- [Assignment]
Which lines have the string "serde"? Copy all of them from the entries below.

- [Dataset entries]

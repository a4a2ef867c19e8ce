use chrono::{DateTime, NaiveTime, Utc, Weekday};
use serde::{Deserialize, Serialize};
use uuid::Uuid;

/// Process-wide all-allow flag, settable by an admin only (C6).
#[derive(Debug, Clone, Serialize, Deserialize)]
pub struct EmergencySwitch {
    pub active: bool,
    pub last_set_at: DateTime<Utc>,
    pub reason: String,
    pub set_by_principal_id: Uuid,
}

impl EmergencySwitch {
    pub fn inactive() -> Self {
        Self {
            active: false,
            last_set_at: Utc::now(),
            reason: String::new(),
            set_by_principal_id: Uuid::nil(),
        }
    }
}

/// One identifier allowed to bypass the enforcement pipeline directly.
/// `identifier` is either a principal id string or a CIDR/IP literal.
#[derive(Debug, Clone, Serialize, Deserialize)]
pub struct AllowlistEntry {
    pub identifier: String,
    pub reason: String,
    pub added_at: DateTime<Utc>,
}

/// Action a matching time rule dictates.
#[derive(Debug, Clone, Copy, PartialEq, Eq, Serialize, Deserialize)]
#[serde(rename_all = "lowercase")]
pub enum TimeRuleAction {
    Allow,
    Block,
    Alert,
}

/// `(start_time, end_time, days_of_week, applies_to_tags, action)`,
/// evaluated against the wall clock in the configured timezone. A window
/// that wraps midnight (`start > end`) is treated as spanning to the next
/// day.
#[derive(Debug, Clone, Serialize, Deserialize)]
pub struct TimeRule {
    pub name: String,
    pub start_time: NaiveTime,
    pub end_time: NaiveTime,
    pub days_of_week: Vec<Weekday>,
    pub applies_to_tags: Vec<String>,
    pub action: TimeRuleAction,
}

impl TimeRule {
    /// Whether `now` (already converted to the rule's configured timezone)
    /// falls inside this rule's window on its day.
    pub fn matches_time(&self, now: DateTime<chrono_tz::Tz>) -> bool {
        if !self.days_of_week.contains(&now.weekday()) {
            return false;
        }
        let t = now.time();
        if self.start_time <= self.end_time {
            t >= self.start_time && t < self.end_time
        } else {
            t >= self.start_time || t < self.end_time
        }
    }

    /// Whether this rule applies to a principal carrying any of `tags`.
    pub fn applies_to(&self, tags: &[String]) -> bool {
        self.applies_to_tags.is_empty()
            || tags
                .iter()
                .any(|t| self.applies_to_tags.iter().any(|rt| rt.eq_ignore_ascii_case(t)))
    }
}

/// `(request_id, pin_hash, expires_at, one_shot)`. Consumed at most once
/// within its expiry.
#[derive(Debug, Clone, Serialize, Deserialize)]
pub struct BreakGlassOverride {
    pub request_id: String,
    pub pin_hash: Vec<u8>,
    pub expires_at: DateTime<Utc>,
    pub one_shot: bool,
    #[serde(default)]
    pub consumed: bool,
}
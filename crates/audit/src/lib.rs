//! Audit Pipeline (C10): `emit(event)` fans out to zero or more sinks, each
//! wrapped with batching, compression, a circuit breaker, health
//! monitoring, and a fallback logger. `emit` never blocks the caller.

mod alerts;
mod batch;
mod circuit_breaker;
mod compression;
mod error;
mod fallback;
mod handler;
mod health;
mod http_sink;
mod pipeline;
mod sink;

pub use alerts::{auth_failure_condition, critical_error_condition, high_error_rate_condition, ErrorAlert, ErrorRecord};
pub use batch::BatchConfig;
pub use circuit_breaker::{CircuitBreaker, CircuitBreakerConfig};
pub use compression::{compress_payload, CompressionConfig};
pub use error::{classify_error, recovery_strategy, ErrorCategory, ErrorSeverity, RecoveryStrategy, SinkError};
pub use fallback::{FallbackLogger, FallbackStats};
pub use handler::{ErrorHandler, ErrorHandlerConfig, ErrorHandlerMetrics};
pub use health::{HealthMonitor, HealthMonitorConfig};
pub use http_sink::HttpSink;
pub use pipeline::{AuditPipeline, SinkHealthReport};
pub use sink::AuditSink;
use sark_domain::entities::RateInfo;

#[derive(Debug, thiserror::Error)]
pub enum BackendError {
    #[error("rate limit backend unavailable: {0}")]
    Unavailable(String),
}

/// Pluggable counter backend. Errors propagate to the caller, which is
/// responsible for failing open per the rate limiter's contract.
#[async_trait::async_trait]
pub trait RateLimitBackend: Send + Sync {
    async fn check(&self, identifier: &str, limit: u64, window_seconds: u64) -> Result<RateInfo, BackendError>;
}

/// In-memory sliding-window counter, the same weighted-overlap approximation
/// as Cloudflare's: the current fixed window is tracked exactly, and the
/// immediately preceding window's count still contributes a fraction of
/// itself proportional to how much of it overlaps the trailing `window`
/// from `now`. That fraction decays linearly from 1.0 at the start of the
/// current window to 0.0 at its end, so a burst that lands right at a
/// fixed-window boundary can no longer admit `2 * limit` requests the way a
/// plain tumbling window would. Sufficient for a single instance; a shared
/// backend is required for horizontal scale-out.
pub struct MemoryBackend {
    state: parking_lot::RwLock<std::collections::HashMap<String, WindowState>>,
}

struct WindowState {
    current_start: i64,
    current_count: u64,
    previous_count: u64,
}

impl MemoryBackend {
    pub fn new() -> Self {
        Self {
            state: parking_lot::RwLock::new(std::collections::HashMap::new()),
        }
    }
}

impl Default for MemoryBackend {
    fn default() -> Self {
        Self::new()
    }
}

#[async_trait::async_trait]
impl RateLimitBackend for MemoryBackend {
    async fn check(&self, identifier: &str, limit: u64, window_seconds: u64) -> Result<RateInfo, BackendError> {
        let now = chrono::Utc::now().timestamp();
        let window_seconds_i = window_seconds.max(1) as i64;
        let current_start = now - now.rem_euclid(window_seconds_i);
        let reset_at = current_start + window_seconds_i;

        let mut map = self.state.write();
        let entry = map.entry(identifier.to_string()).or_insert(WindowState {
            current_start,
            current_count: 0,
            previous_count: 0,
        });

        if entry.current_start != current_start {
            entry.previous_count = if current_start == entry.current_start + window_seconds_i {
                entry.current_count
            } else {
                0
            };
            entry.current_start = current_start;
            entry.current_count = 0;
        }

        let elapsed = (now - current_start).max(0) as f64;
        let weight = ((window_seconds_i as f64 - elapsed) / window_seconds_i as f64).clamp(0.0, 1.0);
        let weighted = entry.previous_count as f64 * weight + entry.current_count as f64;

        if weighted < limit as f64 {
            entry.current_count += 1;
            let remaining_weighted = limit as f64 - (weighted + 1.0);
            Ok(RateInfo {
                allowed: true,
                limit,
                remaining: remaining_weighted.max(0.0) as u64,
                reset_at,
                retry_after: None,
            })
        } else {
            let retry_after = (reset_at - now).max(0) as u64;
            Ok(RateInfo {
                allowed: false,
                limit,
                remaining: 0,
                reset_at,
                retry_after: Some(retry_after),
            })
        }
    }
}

- [Solution to the problem]
use serde::{Deserialize, Serialize};
#[serde(rename_all = "lowercase")]
    #[serde(default)]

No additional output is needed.